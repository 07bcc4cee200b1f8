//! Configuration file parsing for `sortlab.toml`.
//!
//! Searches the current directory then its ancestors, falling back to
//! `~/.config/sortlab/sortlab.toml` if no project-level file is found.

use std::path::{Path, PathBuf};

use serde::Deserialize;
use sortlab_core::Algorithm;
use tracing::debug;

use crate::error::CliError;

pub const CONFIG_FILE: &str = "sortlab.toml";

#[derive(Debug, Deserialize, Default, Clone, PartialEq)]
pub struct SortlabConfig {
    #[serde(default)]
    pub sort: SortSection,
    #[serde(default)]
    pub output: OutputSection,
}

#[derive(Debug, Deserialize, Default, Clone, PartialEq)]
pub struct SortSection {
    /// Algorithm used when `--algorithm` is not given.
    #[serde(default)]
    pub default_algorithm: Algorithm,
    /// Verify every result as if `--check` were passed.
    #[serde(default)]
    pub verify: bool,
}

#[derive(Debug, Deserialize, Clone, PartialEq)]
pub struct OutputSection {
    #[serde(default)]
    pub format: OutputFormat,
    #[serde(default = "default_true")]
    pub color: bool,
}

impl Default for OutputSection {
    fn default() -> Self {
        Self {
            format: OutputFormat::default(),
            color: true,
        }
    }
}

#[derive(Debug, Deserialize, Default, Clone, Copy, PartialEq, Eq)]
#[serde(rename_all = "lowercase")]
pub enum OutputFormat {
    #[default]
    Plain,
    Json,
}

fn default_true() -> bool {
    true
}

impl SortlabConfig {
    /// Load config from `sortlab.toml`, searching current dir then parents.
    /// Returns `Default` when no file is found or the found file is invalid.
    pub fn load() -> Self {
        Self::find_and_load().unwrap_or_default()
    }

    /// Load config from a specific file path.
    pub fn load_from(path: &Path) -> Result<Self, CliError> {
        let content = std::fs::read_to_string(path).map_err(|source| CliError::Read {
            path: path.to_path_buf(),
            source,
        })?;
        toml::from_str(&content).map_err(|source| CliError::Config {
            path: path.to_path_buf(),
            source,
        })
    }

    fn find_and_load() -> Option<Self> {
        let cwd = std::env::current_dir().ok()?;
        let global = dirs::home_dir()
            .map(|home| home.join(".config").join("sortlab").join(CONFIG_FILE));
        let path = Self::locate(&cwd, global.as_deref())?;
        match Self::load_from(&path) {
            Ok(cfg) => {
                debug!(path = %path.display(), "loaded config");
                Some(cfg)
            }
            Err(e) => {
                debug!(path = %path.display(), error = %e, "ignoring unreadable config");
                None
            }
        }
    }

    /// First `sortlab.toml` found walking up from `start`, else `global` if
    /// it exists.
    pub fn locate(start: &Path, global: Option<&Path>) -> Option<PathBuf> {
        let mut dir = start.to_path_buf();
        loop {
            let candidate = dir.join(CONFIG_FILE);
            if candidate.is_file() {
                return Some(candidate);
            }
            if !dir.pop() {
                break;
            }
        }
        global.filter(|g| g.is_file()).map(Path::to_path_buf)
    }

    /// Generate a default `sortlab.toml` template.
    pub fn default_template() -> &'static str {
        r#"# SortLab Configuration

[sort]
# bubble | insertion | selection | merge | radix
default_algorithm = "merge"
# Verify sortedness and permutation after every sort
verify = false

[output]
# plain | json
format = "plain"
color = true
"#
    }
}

====

_The problem_. Would you write the material out again, exactly as given above?

_Exercise output_.
repository 07bcc4cee200b1f8
//! Configuration file parsing for `sortlab.toml`.
//!
//! Searches the current directory then its ancestors, falling back to
//! `~/.config/sortlab/sortlab.toml` if no project-level file is found.

use std::path::{Path, PathBuf};

use serde::Deserialize;
use sortlab_core::Algorithm;
use tracing::debug;

use crate::error::CliError;

pub const CONFIG_FILE: &str = "sortlab.toml";

#[derive(Debug, Deserialize, Default, Clone, PartialEq)]
pub struct SortlabConfig {
    #[serde(default)]
    pub sort: SortSection,
    #[serde(default)]
    pub output: OutputSection,
}

#[derive(Debug, Deserialize, Default, Clone, PartialEq)]
pub struct SortSection {
    /// Algorithm used when `--algorithm` is not given.
    #[serde(default)]
    pub default_algorithm: Algorithm,
    /// Verify every result as if `--check` were passed.
    #[serde(default)]
    pub verify: bool,
}

#[derive(Debug, Deserialize, Clone, PartialEq)]
pub struct OutputSection {
    #[serde(default)]
    pub format: OutputFormat,
    #[serde(default = "default_true")]
    pub color: bool,
}

impl Default for OutputSection {
    fn default() -> Self {
        Self {
            format: OutputFormat::default(),
            color: true,
        }
    }
}

#[derive(Debug, Deserialize, Default, Clone, Copy, PartialEq, Eq)]
#[serde(rename_all = "lowercase")]
pub enum OutputFormat {
    #[default]
    Plain,
    Json,
}

fn default_true() -> bool {
    true
}

impl SortlabConfig {
    /// Load config from `sortlab.toml`, searching current dir then parents.
    /// Returns `Default` when no file is found or the found file is invalid.
    pub fn load() -> Self {
        Self::find_and_load().unwrap_or_default()
    }

    /// Load config from a specific file path.
    pub fn load_from(path: &Path) -> Result<Self, CliError> {
        let content = std::fs::read_to_string(path).map_err(|source| CliError::Read {
            path: path.to_path_buf(),
            source,
        })?;
        toml::from_str(&content).map_err(|source| CliError::Config {
            path: path.to_path_buf(),
            source,
        })
    }

    fn find_and_load() -> Option<Self> {
        let cwd = std::env::current_dir().ok()?;
        let global = dirs::home_dir()
            .map(|home| home.join(".config").join("sortlab").join(CONFIG_FILE));
        let path = Self::locate(&cwd, global.as_deref())?;
        match Self::load_from(&path) {
            Ok(cfg) => {
                debug!(path = %path.display(), "loaded config");
                Some(cfg)
            }
            Err(e) => {
                debug!(path = %path.display(), error = %e, "ignoring unreadable config");
                None
            }
        }
    }

    /// First `sortlab.toml` found walking up from `start`, else `global` if
    /// it exists.
    pub fn locate(start: &Path, global: Option<&Path>) -> Option<PathBuf> {
        let mut dir = start.to_path_buf();
        loop {
            let candidate = dir.join(CONFIG_FILE);
            if candidate.is_file() {
                return Some(candidate);
            }
            if !dir.pop() {
                break;
            }
        }
        global.filter(|g| g.is_file()).map(Path::to_path_buf)
    }

    /// Generate a default `sortlab.toml` template.
    pub fn default_template() -> &'static str {
        r#"# SortLab Configuration

[sort]
# bubble | insertion | selection | merge | radix
default_algorithm = "merge"
# Verify sortedness and permutation after every sort
verify = false

[output]
# plain | json
format = "plain"
color = true
"#
    }
}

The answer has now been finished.